A World of Fragile Parts

As the Architecture Biennale at Venice draws to an end, the final events verse on the fleeting nature of exhibitions and, generally, all things that are created.

A World of Fragile Parts is part a book and part of the homonymous exhibition curated by Brendan Cormier at the monumental Arsenale in this city. The theme is reproduction, a topic we addressed this week, as means for preservation.

This is especially relevant in Venice, that most fragile of cities, and it is part of an agreement between the Biennale and the Victoria & Albert Museum of London.
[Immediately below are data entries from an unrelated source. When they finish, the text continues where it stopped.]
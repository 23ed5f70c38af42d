//! LDAP support.

use std::time::Duration;

use ldap3::{LdapConn, LdapConnSettings, LdapResult, Scope, SearchEntry};
use url::Url;

use super::DirectoryClient;
use crate::error::{Error, Result};

const DEFAULT_TIMEOUT: Duration = Duration::from_secs(10);
/// `invalidCredentials` result code.
const INVALID_CREDENTIALS: u32 = 49;

/// Connection settings for [`LdapDirectory`].
#[derive(Clone)]
pub struct LdapConfig {
    pub addr: String,
    pub base_dn: String,
    bind_dn: Option<String>,
    bind_password: Option<String>,
    start_tls: bool,
    timeout: Duration,
}

impl LdapConfig {
    /// Create a new [`LdapConfig`].
    ///
    /// # Errors
    ///
    /// Returns `Err` if `addr` is not an `ldap://` or `ldaps://` URL.
    pub fn new(
        addr: impl Into<String>,
        base_dn: impl Into<String>,
    ) -> Result<Self> {
        let addr = addr.into();

        let valid = Url::parse(&addr)
            .map(|url| matches!(url.scheme(), "ldap" | "ldaps"))
            .unwrap_or(false);
        if !valid {
            return Err(Error::InvalidAddress { address: addr });
        }

        Ok(Self {
            addr,
            base_dn: base_dn.into(),
            bind_dn: None,
            bind_password: None,
            start_tls: false,
            timeout: DEFAULT_TIMEOUT,
        })
    }

    /// Service account used to search the directory.
    pub fn bind(
        mut self,
        dn: impl Into<String>,
        password: impl Into<String>,
    ) -> Self {
        self.bind_dn = Some(dn.into());
        self.bind_password = Some(password.into());
        self
    }

    /// Upgrade plain `ldap://` connections with STARTTLS.
    pub fn start_tls(mut self, enabled: bool) -> Self {
        self.start_tls = enabled;
        self
    }

    /// Update connection timeout.
    pub fn timeout(mut self, timeout: Duration) -> Self {
        self.timeout = timeout;
        self
    }

    fn settings(&self) -> LdapConnSettings {
        LdapConnSettings::new()
            .set_conn_timeout(self.timeout)
            .set_starttls(self.start_tls)
    }
}

impl std::fmt::Debug for LdapConfig {
    fn fmt(&self, f: &mut std::fmt::Formatter<'_>) -> std::fmt::Result {
        f.debug_struct("LdapConfig")
            .field("addr", &self.addr)
            .field("base_dn", &self.base_dn)
            .field("bind_dn", &self.bind_dn)
            .field("bind_password", &"[REDACTED]")
            .field("start_tls", &self.start_tls)
            .field("timeout", &self.timeout)
            .finish()
    }
}

/// Blocking LDAP client.
pub struct LdapDirectory {
    conn: Option<LdapConn>,
    config: LdapConfig,
}

impl LdapDirectory {
    /// Create a new [`LdapDirectory`]. Nothing is opened before
    /// [`DirectoryClient::connect`].
    pub fn new(config: LdapConfig) -> Self {
        Self { conn: None, config }
    }

    pub fn config(&self) -> &LdapConfig {
        &self.config
    }

    fn conn(&mut self) -> Result<&mut LdapConn> {
        self.conn.as_mut().ok_or(Error::NotConnected)
    }

    fn open(&self) -> Result<LdapConn> {
        Ok(LdapConn::with_settings(
            self.config.settings(),
            &self.config.addr,
        )?)
    }
}

/// Only `invalidCredentials` is a rejection, other codes are failures.
fn bind_outcome(dn: &str, result: LdapResult) -> Result<bool> {
    if result.rc == INVALID_CREDENTIALS {
        tracing::debug!(dn, rc = result.rc, "ldap bind rejected");
        return Ok(false);
    }

    result.success()?;
    Ok(true)
}

impl DirectoryClient for LdapDirectory {
    fn connect(&mut self) -> Result<()> {
        if self.conn.is_some() {
            return Ok(());
        }

        tracing::debug!(addr = %self.config.addr, "connecting to ldap server");
        let mut conn = self.open()?;

        if let (Some(dn), Some(password)) =
            (&self.config.bind_dn, &self.config.bind_password)
        {
            conn.simple_bind(dn, password)?.success()?;
        }

        self.conn = Some(conn);
        Ok(())
    }

    fn base(&self) -> &str {
        &self.config.base_dn
    }

    fn search(
        &mut self,
        base: &str,
        scope: Scope,
        filter: &str,
        attributes: &[&str],
    ) -> Result<Vec<SearchEntry>> {
        let (entries, _) = self
            .conn()?
            .search(base, scope, filter, attributes.to_vec())?
            .success()?;

        Ok(entries.into_iter().map(SearchEntry::construct).collect())
    }

    /// Binds on a throwaway connection, so the searching connection keeps
    /// the service account identity.
    fn bind(&mut self, dn: &str, password: &str) -> Result<bool> {
        let mut conn = self.open()?;
        let result = conn.simple_bind(dn, password);
        let _ = conn.unbind();

        bind_outcome(dn, result?)
    }
}

impl Drop for LdapDirectory {
    fn drop(&mut self) {
        if let Some(mut conn) = self.conn.take() {
            let _ = conn.unbind();
        }
    }
}

#[cfg(test)]
mod tests {
    use super::*;

    #[test]
    fn test_address() {
        assert!(LdapConfig::new("ldap://localhost:389", "dc=example").is_ok());
        assert!(
            LdapConfig::new("ldaps://ldap.example.com", "dc=example").is_ok()
        );
        assert!(matches!(
            LdapConfig::new("localhost:389", "dc=example"),
            Err(Error::InvalidAddress { .. })
        ));
        assert!(LdapConfig::new("https://example.com", "dc=example").is_err());
    }

    #[test]
    fn test_search_requires_connection() {
        let config = LdapConfig::new("ldap://localhost:389", "dc=example")
            .unwrap()
            .bind("cn=admin,dc=example", "admin");
        let mut directory = LdapDirectory::new(config);

        assert_eq!(directory.base(), "dc=example");
        assert!(matches!(
            directory.search("dc=example", Scope::Base, "(cn=*)", &[]),
            Err(Error::NotConnected)
        ));
    }

    #[test]
    fn test_bind_opens_own_connection() {
        let config = LdapConfig::new("ldap://127.0.0.1:1", "dc=example")
            .unwrap()
            .timeout(Duration::from_secs(1));
        let mut directory = LdapDirectory::new(config);

        // Never connected, yet the bind dials the server itself.
        assert!(matches!(
            directory.bind("uid=jdoe,dc=example", "secret"),
            Err(Error::Directory(_))
        ));
        assert!(directory.conn.is_none());
    }

    fn result(rc: u32) -> LdapResult {
        LdapResult {
            rc,
            matched: String::new(),
            text: String::new(),
            refs: Vec::new(),
            ctrls: Vec::new(),
        }
    }

    #[test]
    fn test_bind_outcome() {
        let dn = "uid=jdoe,dc=example";

        assert!(bind_outcome(dn, result(0)).unwrap());
        assert!(!bind_outcome(dn, result(INVALID_CREDENTIALS)).unwrap());
        // busy, unavailable, unwillingToPerform
        for rc in [51, 52, 53] {
            assert!(matches!(
                bind_outcome(dn, result(rc)),
                Err(Error::Directory(_))
            ));
        }
    }

    #[test]
    fn test_password_is_redacted() {
        let config = LdapConfig::new("ldap://localhost", "dc=example")
            .unwrap()
            .bind("cn=admin,dc=example", "s3cr3t");

        assert!(!format!("{config:?}").contains("s3cr3t"));
    }
}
Yet there is so much one can do to preserve.

As Biennale President Paolo Baratta with a bit of gallows humor in his opening remarks at the book’s presentation, cooperation between both entities is most welcome but unlikely to survive a final flooding of Venice should ocean levels rise by fifteen feet. “We are not going to refloat the entire city just to honor the agreement,” he said.

In introducing Cormier’s work, Bill Sherman, a Renaissance art expert at the Victoria & Albert, observed that plaster, the original copying technique of the 19th century, was used as a teaching instrument. Only over time reproduction came to be seen not only as an educational aid but as a goal in itself, to preserve the legacy of what previous generations have bequeathed us.
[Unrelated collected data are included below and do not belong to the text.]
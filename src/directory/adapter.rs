//! Search-then-bind adapter.

use serde_yaml::Mapping;

use super::{AccountFilter, DirectoryClient, Scope, SearchEntry};
use crate::adapter::{Adapter, AdapterCore, AdapterOptions};
use crate::attribute::{self, AttributeMap, Attributes};
use crate::error::{Error, Result};

const CATEGORY: &str = "directory";
const ACCOUNT_FILTER_OPTION: &str = "account_filter";
const ANY_OBJECT: &str = "(objectClass=*)";

/// Identity resolved by the last successful bind.
#[derive(Debug, Clone)]
struct Identity {
    identifier: String,
    entry: SearchEntry,
}

/// Adapter authenticating against a directory.
///
/// The username is resolved into a distinguished name by searching with the
/// account filter, then the password is checked by binding as that DN.
pub struct DirectoryAdapter<C> {
    client: C,
    core: AdapterCore,
    account_filter: AccountFilter,
    identity: Option<Identity>,
}

impl<C: DirectoryClient> DirectoryAdapter<C> {
    /// Create a new [`DirectoryAdapter`] with default options.
    pub fn new(client: C) -> Self {
        Self {
            client,
            core: AdapterCore::new(CATEGORY),
            account_filter: AccountFilter::default(),
            identity: None,
        }
    }

    /// Replace the shared adapter state, e.g. to log inside another span.
    pub fn with_core(mut self, core: AdapterCore) -> Self {
        self.core = core;
        self
    }

    /// Apply typed options. Nothing is applied on error.
    pub fn configure(
        &mut self,
        account_filter: Option<AccountFilter>,
        options: AdapterOptions,
    ) -> Result<&mut Self> {
        self.core.configure(options)?;
        if let Some(filter) = account_filter {
            self.account_filter = filter;
        }
        Ok(self)
    }

    /// Apply options read from a configuration mapping.
    ///
    /// `account_filter` is consumed here, the other keys go to
    /// [`AdapterCore::set_options`]. Nothing is applied on error.
    pub fn set_options(&mut self, mut options: Mapping) -> Result<&mut Self> {
        let account_filter = options
            .remove(ACCOUNT_FILTER_OPTION)
            .map(serde_yaml::from_value::<AccountFilter>)
            .transpose()
            .map_err(Error::Options)?;

        self.core.set_options(options)?;
        if let Some(filter) = account_filter {
            self.account_filter = filter;
        }
        Ok(self)
    }

    pub fn account_filter(&self) -> &AccountFilter {
        &self.account_filter
    }

    pub fn client(&self) -> &C {
        &self.client
    }

    /// Distinguished name of the last authenticated identity.
    pub fn dn(&self) -> Result<&str> {
        self.identity
            .as_ref()
            .map(|identity| identity.entry.dn.as_str())
            .ok_or(Error::NotAuthenticated)
    }
}

impl<C: DirectoryClient> Adapter for DirectoryAdapter<C> {
    fn setup(&mut self) -> Result<bool> {
        self.client.connect().map_err(Error::into_setup)?;
        Ok(true)
    }

    fn authenticate(&mut self, username: &str, password: &str) -> Result<bool> {
        let _enter = self.core.span().enter();
        self.identity = None;

        // An empty simple bind is anonymous and would always succeed.
        if password.is_empty() {
            tracing::warn!(
                username,
                "refuse to bind ldap user without password"
            );
            return Ok(false);
        }

        let filter = self.account_filter.build(username);
        let base = self.client.base().to_owned();
        let identity_attribute = self.core.identity_attribute();

        let mut entries = self.client.search(
            &base,
            Scope::Subtree,
            &filter,
            &["dn", identity_attribute],
        )?;

        let entry = match entries.len() {
            0 => {
                tracing::warn!(%filter, "user not found with ldap filter");
                return Ok(false);
            },
            1 => entries.remove(0),
            matches => {
                tracing::warn!(
                    %filter,
                    matches,
                    "more than one user found with ldap filter"
                );
                return Ok(false);
            },
        };
        tracing::info!(dn = %entry.dn, %filter, "found ldap user");

        let result = self.client.bind(&entry.dn, password)?;
        tracing::info!(dn = %entry.dn, result, "bind ldap user");

        if !result {
            return Ok(false);
        }

        let identifier = attribute::values(&entry.attrs, identity_attribute)
            .and_then(|values| values.first())
            .cloned()
            .ok_or_else(|| Error::IdentityAttributeNotFound {
                attribute: identity_attribute.to_owned(),
            })?;

        self.identity = Some(Identity { identifier, entry });
        Ok(true)
    }

    fn identifier(&self) -> Result<&str> {
        self.identity
            .as_ref()
            .map(|identity| identity.identifier.as_str())
            .ok_or(Error::NotAuthenticated)
    }

    fn attribute_map(&self) -> &AttributeMap {
        self.core.attribute_map()
    }

    fn attributes(&mut self) -> Result<Attributes> {
        let _enter = self.core.span().enter();
        let identity = self.identity.as_ref().ok_or(Error::NotAuthenticated)?;
        let map = self.core.attribute_map();

        // Requesting no attribute means requesting all of them.
        let names = map.backend_names();
        if names.is_empty() {
            return Ok(Attributes::new());
        }

        let dn = identity.entry.dn.as_str();
        let entry = self
            .client
            .search(dn, Scope::Base, ANY_OBJECT, &names)?
            .into_iter()
            .next()
            .ok_or_else(|| Error::EntryNotFound { dn: dn.to_owned() })?;

        tracing::info!(dn, params = ?entry.attrs, "get ldap user attributes");

        map.map(&entry)
    }

    fn attribute_sync_cache(&self) -> u64 {
        self.core.attribute_sync_cache()
    }
}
Upon entering the Sala d’Armi where the exhibition is displayed, it is eerie to see an old  document, a little quaintly titled: “Convention for Promoting Universally Reproductions of Works of Art for the Benefit of Museums of all Countries.” The date is missing but by looking at the signatories you can guess it was an era or two ago:

  • Albert Edward, Prince of Wales, and Alfred, Duke of Edinburgh, for Great Britain and Ireland
  • Frederick-William, Crown Prince of Prussia, for Prussia
  • Louis, Prince of Hesse, for Hesse
  • Albert, Prince royal of Saxony, for Saxony
  • Prince Napoléon (Jérôme), for France
  • Philippe, Comte de Flandre, for Belgium
  • The Césarevitch, for Russia (the signature is missing)
  • Nicolas, duc de Leuchtenberg
  • Oscar, Prince of Sweden and Norway, for Sweden and Norway
  • Humbert, Prince royal of Italy
  • Amadeus, Duke of Aosta
  • Frederik, Crown Prince of Denmark

That one commitment from royal houses and principalities that for the most part have ceased to exist survived the world wars that swept them away a little later after this paper was signed, in 1867 as a search indicates.
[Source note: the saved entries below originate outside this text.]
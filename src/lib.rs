//! Pluggable identity adapters.
//!
//! An [`Adapter`] verifies a username and password against a backend, then
//! exposes the unique identifier and the normalized attributes of the
//! authenticated identity. [`DirectoryAdapter`] is the LDAP backend: it
//! resolves the username into a distinguished name with a search, then
//! checks the password by binding as that name.
#![forbid(unsafe_code)]

pub mod adapter;
pub mod attribute;
pub mod config;
pub mod directory;
pub mod error;
pub mod telemetry;

pub use adapter::{Adapter, AdapterCore, AdapterOptions};
pub use attribute::{AttributeMap, AttributeMapEntry, AttributeType, Attributes};
pub use directory::{
    AccountFilter, DirectoryAdapter, DirectoryClient, LdapConfig, LdapDirectory,
};
pub use error::{Error, Result};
Paper and words, seemingly among the most fragile parts of a frail world, are the most powerful vaults for preservation. As it turns out, Sherman said during the presentation, Renaissance thinkers saw in books and the printed word the quintessential key to hand down to the future what our ancestors unmade and made.

The Strange Case of Painters Doig and Doige, and the Collector’s Lawsuit

A painting of an Arizona landscape is at the heart of the strangest dispute. Collector Robert Fletcher is suing painter Peter Doig for claiming that the painting of the desert scene is not his work, Graham Bowley of the New York Times has reported. Doig’s lawyers have actually found who is most likely the author: Peter Edward Doige. The latter died in 2012, but his sister believes it may be his brother’s work, as they both spent part of their childhood in Arizona. The plaintiff claims to have been Doig’s probation officer in Canada in the 1970s. Painter Peter Doig, whose works now sell for millions, indeed has spent time in Canada. The name’s similitude is striking, if only separated for an E. It may be just a letter, but it does appear in the painting bought by Fletcher from the former prisoner and painter Doige, whose art teacher at prison recognized the work too. In any case, the case is a disservice to justice. It is also a waste of public and private resources, forcing people to go through the unpleasantness of a court case. Good will and common sense would have just settled the matter in due course. We can only hope it should be the end of lawsuits of this sort. Thankfully, van Gogh, Klimt, Picasso and others are now resting in peace.

Banksy Goes to the Museum

 

The ever changing boundaries of aesthetic and art may be acting paradoxically to turn a self-denying artist like Banksy into a celebrity. A museum in Rome, Palazzo Cipolla, has organized the largest exhibition of Banksy’s works to date. The Bristol-born street artist, has managed to remain unknown in a career that spans almost two decades. We say “unknown” for lack of a better word. Anonymous he is not, for he has become a cult artist, known by his brush name. His graffiti paintings and other works denounce the very system that has catapulted him to fame. The foundation that has organized the exhibition in Italy has made clear that the event is not for profit, and that Banksy is not involved with it. So far, so good, as is consistent with his principles. Yet the show also includes works lent by celebrities that own them, so Banksy is not alien to a market logic in his endeavors. At the same time, it is refreshing to see someone choosing secretiveness rather than personal glory, even though this very trait has turned him into a celebrity himself.